EXCERPTED RECORDS:
- - - -
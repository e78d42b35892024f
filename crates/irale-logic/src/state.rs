//! States as sets of positive grounded facts, and goals.

use crate::action::ActionSchema;
use crate::literal::Literal;
use crate::substitution::Substitution;
use crate::term::TermType;
use serde::{Deserialize, Serialize};
use std::collections::BTreeSet;

/// An unordered set of positive grounded literals.
#[derive(Clone, Debug, Default, PartialEq, Eq, PartialOrd, Ord, Serialize, Deserialize)]
pub struct State {
    pub facts: BTreeSet<Literal>,
}

impl State {
    pub fn new() -> Self {
        State {
            facts: BTreeSet::new(),
        }
    }

    pub fn from_facts(facts: impl IntoIterator<Item = Literal>) -> Self {
        let mut state = State::new();
        for f in facts {
            state.add_fact(&f);
        }
        state
    }

    pub fn add_fact(&mut self, fact: &Literal) {
        self.facts.insert(fact.abs());
    }

    pub fn add_facts(&mut self, facts: impl IntoIterator<Item = Literal>) {
        for f in facts {
            self.add_fact(&f);
        }
    }

    pub fn remove_fact(&mut self, fact: &Literal) {
        self.facts.remove(&fact.abs());
    }

    pub fn remove_facts(&mut self, facts: impl IntoIterator<Item = Literal>) {
        for f in facts {
            self.remove_fact(&f);
        }
    }

    pub fn contains(&self, fact: &Literal) -> bool {
        self.facts.contains(fact)
    }

    pub fn len(&self) -> usize {
        self.facts.len()
    }

    pub fn is_empty(&self) -> bool {
        self.facts.is_empty()
    }

    /// Every fact matching a (possibly variable) pattern: same predicate and
    /// arity, constants equal positionwise, variables type-compatible.
    pub fn query(&self, pattern: &Literal) -> BTreeSet<Literal> {
        self.facts
            .iter()
            .filter(|fact| {
                fact.predicate == pattern.predicate
                    && fact.parameters.len() == pattern.parameters.len()
                    && pattern
                        .parameters
                        .iter()
                        .zip(fact.parameters.iter())
                        .all(|(p, f)| {
                            if p.is_var() {
                                TermType::type_subsumes(p.ty(), f.ty())
                            } else {
                                p == f
                            }
                        })
            })
            .cloned()
            .collect()
    }

    /// Enumerate injective substitutions grounding a schema's positive
    /// preconditions in this state, then keep those under which no negative
    /// precondition holds.
    pub fn unify_action(&self, action: &ActionSchema) -> Vec<Substitution> {
        let mut all_subs = vec![Substitution::new()];

        for precond in &action.true_precond {
            let mut next_subs = Vec::new();
            for sub in &all_subs {
                let pattern = sub.apply(precond);
                for fact in self.query(&pattern) {
                    let mut extended = sub.clone();
                    let mut valid = true;
                    for (p, f) in pattern.parameters.iter().zip(fact.parameters.iter()) {
                        if p.is_var() {
                            if extended.get_inverse(f).is_some() {
                                valid = false;
                                break;
                            }
                            extended.set(p, f);
                        }
                    }
                    if valid {
                        next_subs.push(extended);
                    }
                }
            }
            all_subs = next_subs;
        }

        all_subs
            .into_iter()
            .filter(|sub| {
                action
                    .false_precond
                    .iter()
                    .all(|precond| !self.contains(&sub.apply(precond)))
            })
            .collect()
    }

    /// Symmetric difference against a successor state: facts present only in
    /// `other` come back positive in `added`, facts present only in `self`
    /// come back *negative* in `removed`.
    pub fn difference(&self, other: &State) -> (BTreeSet<Literal>, BTreeSet<Literal>) {
        let added = other
            .facts
            .iter()
            .filter(|f| !self.contains(f))
            .cloned()
            .collect();
        let removed = self
            .facts
            .iter()
            .filter(|f| !other.contains(f))
            .map(|f| -f)
            .collect();
        (added, removed)
    }

    /// Normalised symmetric-difference size: `|Δ| / (|S₁| + |S₂| + 1)`.
    pub fn distance(s1: &State, s2: &State) -> f64 {
        let delta = s1.facts.iter().filter(|f| !s2.contains(f)).count()
            + s2.facts.iter().filter(|f| !s1.contains(f)).count();
        delta as f64 / (s1.len() + s2.len() + 1) as f64
    }

    pub fn similarity(s1: &State, s2: &State) -> f64 {
        1.0 - State::distance(s1, s2)
    }
}

impl FromIterator<Literal> for State {
    fn from_iter<I: IntoIterator<Item = Literal>>(iter: I) -> Self {
        State::from_facts(iter)
    }
}

/// A conjunction of facts to reach and facts to avoid.
#[derive(Clone, Debug, Default, PartialEq, Eq, Serialize, Deserialize)]
pub struct Goal {
    pub true_facts: Vec<Literal>,
    pub false_facts: Vec<Literal>,
}

impl Goal {
    pub fn reached(&self, state: &State) -> bool {
        self.true_facts.iter().all(|f| state.contains(f))
            && self.false_facts.iter().all(|f| !state.contains(f))
    }
}

#[cfg(test)]
mod tests {
    use super::*;
    use crate::literal::Predicate;
    use crate::term::Term;

    fn on() -> Predicate {
        Predicate::new("on", 2)
    }

    fn fact(p: &str, args: &[&str]) -> Literal {
        Predicate::new(p, args.len()).of(args.iter().map(|a| Term::constant(*a)).collect())
    }

    #[test]
    fn facts_are_stored_positive() {
        let mut state = State::new();
        state.add_fact(&-fact("on", &["a", "b"]));
        assert!(state.contains(&fact("on", &["a", "b"])));
    }

    #[test]
    fn query_matches_constants_and_variables() {
        let state = State::from_facts([
            fact("on", &["a", "b"]),
            fact("on", &["b", "c"]),
            fact("clear", &["a"]),
        ]);

        let pattern = on().of(vec![Term::var("X"), Term::var("Y")]);
        assert_eq!(state.query(&pattern).len(), 2);

        let pattern = on().of(vec![Term::constant("a"), Term::var("Y")]);
        let hits = state.query(&pattern);
        assert_eq!(hits.len(), 1);
        assert!(hits.contains(&fact("on", &["a", "b"])));

        let pattern = on().of(vec![Term::constant("c"), Term::var("Y")]);
        assert!(state.query(&pattern).is_empty());
    }

    #[test]
    fn difference_splits_added_and_removed() {
        let before = State::from_facts([fact("on", &["a", "b"]), fact("clear", &["c"])]);
        let after = State::from_facts([fact("on", &["a", "c"]), fact("clear", &["c"])]);

        let (added, removed) = before.difference(&after);
        assert_eq!(added, BTreeSet::from([fact("on", &["a", "c"])]));
        assert_eq!(removed, BTreeSet::from([-fact("on", &["a", "b"])]));
    }

    #[test]
    fn similarity_is_one_minus_normalised_delta() {
        let s1 = State::from_facts([fact("on", &["a", "b"])]);
        let s2 = State::from_facts([fact("on", &["a", "b"])]);
        assert!((State::similarity(&s1, &s2) - 1.0).abs() < f64::EPSILON);

        let s3 = State::from_facts([fact("on", &["b", "a"])]);
        // delta = 2, sizes 1 + 1 + 1.
        assert!((State::distance(&s1, &s3) - 2.0 / 3.0).abs() < 1e-9);
    }

    #[test]
    fn unify_action_grounds_preconditions() {
        let clear = Predicate::new("clear", 1);
        let mv = Predicate::new("move", 2);
        let x = Term::var("X");
        let y = Term::var("Y");

        let schema = ActionSchema::new(
            mv.of(vec![x.clone(), y.clone()]),
            vec![clear.of(vec![x.clone()]), clear.of(vec![y.clone()])],
            vec![],
            vec![],
            vec![],
        );

        let state = State::from_facts([fact("clear", &["a"]), fact("clear", &["b"])]);
        let subs = state.unify_action(&schema);
        // Injective: (a, b) and (b, a).
        assert_eq!(subs.len(), 2);
    }

    #[test]
    fn goal_reached() {
        let state = State::from_facts([fact("on", &["a", "b"])]);
        let goal = Goal {
            true_facts: vec![fact("on", &["a", "b"])],
            false_facts: vec![fact("on", &["b", "a"])],
        };
        assert!(goal.reached(&state));
    }
}
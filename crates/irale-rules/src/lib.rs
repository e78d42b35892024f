//! # irale-rules
//!
//! Extended Deterministic STRIPS (EDS) rules and the operators that learn
//! them.
//!
//! An EDS [`Rule`] is an action literal, a precondition set and add/delete
//! effects, annotated with per-precondition and per-constant *necessity*
//! probabilities and linked into a generalisation DAG ([`RuleArena`],
//! [`RuleId`]) whose leaves are observed examples.
//!
//! The engine provides:
//!
//! - **Matching**: `prematching_subs` / `postmatching_subs` /
//!   `covering_subs` enumerate the OI substitutions relating a rule to an
//!   example; `prematches` demands a *unique* substitution while
//!   `postmatches` and `covers` accept any.
//! - **Generalisation**: `generalize_literals_oi` (LIT-GEN-OI),
//!   `any_generalization` (UNE-GEN-OI, dropping unmatchable preconditions),
//!   `exact_generalization` (all-or-nothing randomised DFS) and
//!   `post_generalizes` (effect-set generalisation gating the LGG).
//! - **Well-formedness**: deletions backed by preconditions, additions
//!   absent from them, add variables grounded in preconditions, and every
//!   precondition variable linked to the action literal or effects.
//!
//! Randomised operators take a caller-supplied `rand::Rng` so runs can be
//! reproduced by pinning the seed.

mod error;
mod generalize;
mod graph;
mod matching;
mod rule;

pub use error::RuleError;
pub use graph::{RuleArena, RuleId};
pub use rule::{Rule, SigmaTheta};
//! # irale-learner
//!
//! The incremental relational action-model learner: given a stream of
//! `(state, action, authorized, next state)` observations from an unknown
//! STRIPS-like domain, it maintains a set of EDS rules that is at all times
//! consistent with every observation and covers every observation it must
//! explain, and chooses the next action to maximise the expected
//! probability of revising that model.
//!
//! ## Components
//!
//! - **Belief engine** ([`belief`], [`UnknownRule`]): per-rule necessity
//!   probabilities over preconditions and constants, the unknown-rule side
//!   model, fulfilment and revision probabilities, and the cd/dgcd
//!   disjunctive probability computations.
//! - **Reviser** ([`Reviser`]): consumes observations, classifies rules
//!   into prematching / contradicting / covering, and dispatches
//!   generalisation or specialisation while maintaining positive and
//!   failed-action counter-examples.
//! - **Explorer** ([`BayesianExplorer`]): selects the next grounded action
//!   by rolling out random short plans scored by revision probability, with
//!   meta-actions to escape dead ends.
//! - **Driver** ([`LearningAgent`]): the sequential corroborate → revise →
//!   explore loop, with headstarts, stagnation resets and the projected
//!   internal domain.
//!
//! The whole core is single-threaded and deterministic given a seed: all
//! randomness flows through one caller-seeded generator.

pub mod belief;
mod config;
mod corroborate;
mod error;
mod explorer;
mod motivation;
mod planner;
mod reviser;
mod unknown;

mod agent;

pub use agent::LearningAgent;
pub use config::{ExplorerConfig, LearnerConfig};
pub use corroborate::{corroborate_rules, NECESSITY_CLAMP};
pub use error::LearnError;
pub use explorer::{BayesianExplorer, Experiment};
pub use motivation::{MotivationTrace, RuleMotivation};
pub use planner::Planner;
pub use reviser::{domain_from_rules, Reviser};
pub use unknown::UnknownRule;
- - - -
WORK TO BE COMPLETED: The response must hold only the lines above from the line with "are observed examples." through the line with "disjunctive probability computations.", each copied exactly, both ends kept.

RESPONSE TO THIS TASK:
//! [`RuleId`]) whose leaves are observed examples.
//!
//! The engine provides:
//!
//! - **Matching**: `prematching_subs` / `postmatching_subs` /
//!   `covering_subs` enumerate the OI substitutions relating a rule to an
//!   example; `prematches` demands a *unique* substitution while
//!   `postmatches` and `covers` accept any.
//! - **Generalisation**: `generalize_literals_oi` (LIT-GEN-OI),
//!   `any_generalization` (UNE-GEN-OI, dropping unmatchable preconditions),
//!   `exact_generalization` (all-or-nothing randomised DFS) and
//!   `post_generalizes` (effect-set generalisation gating the LGG).
//! - **Well-formedness**: deletions backed by preconditions, additions
//!   absent from them, add variables grounded in preconditions, and every
//!   precondition variable linked to the action literal or effects.
//!
//! Randomised operators take a caller-supplied `rand::Rng` so runs can be
//! reproduced by pinning the seed.

mod error;
mod generalize;
mod graph;
mod matching;
mod rule;

pub use error::RuleError;
pub use graph::{RuleArena, RuleId};
pub use rule::{Rule, SigmaTheta};
//! # irale-learner
//!
//! The incremental relational action-model learner: given a stream of
//! `(state, action, authorized, next state)` observations from an unknown
//! STRIPS-like domain, it maintains a set of EDS rules that is at all times
//! consistent with every observation and covers every observation it must
//! explain, and chooses the next action to maximise the expected
//! probability of revising that model.
//!
//! ## Components
//!
//! - **Belief engine** ([`belief`], [`UnknownRule`]): per-rule necessity
//!   probabilities over preconditions and constants, the unknown-rule side
//!   model, fulfilment and revision probabilities, and the cd/dgcd
//!   disjunctive probability computations.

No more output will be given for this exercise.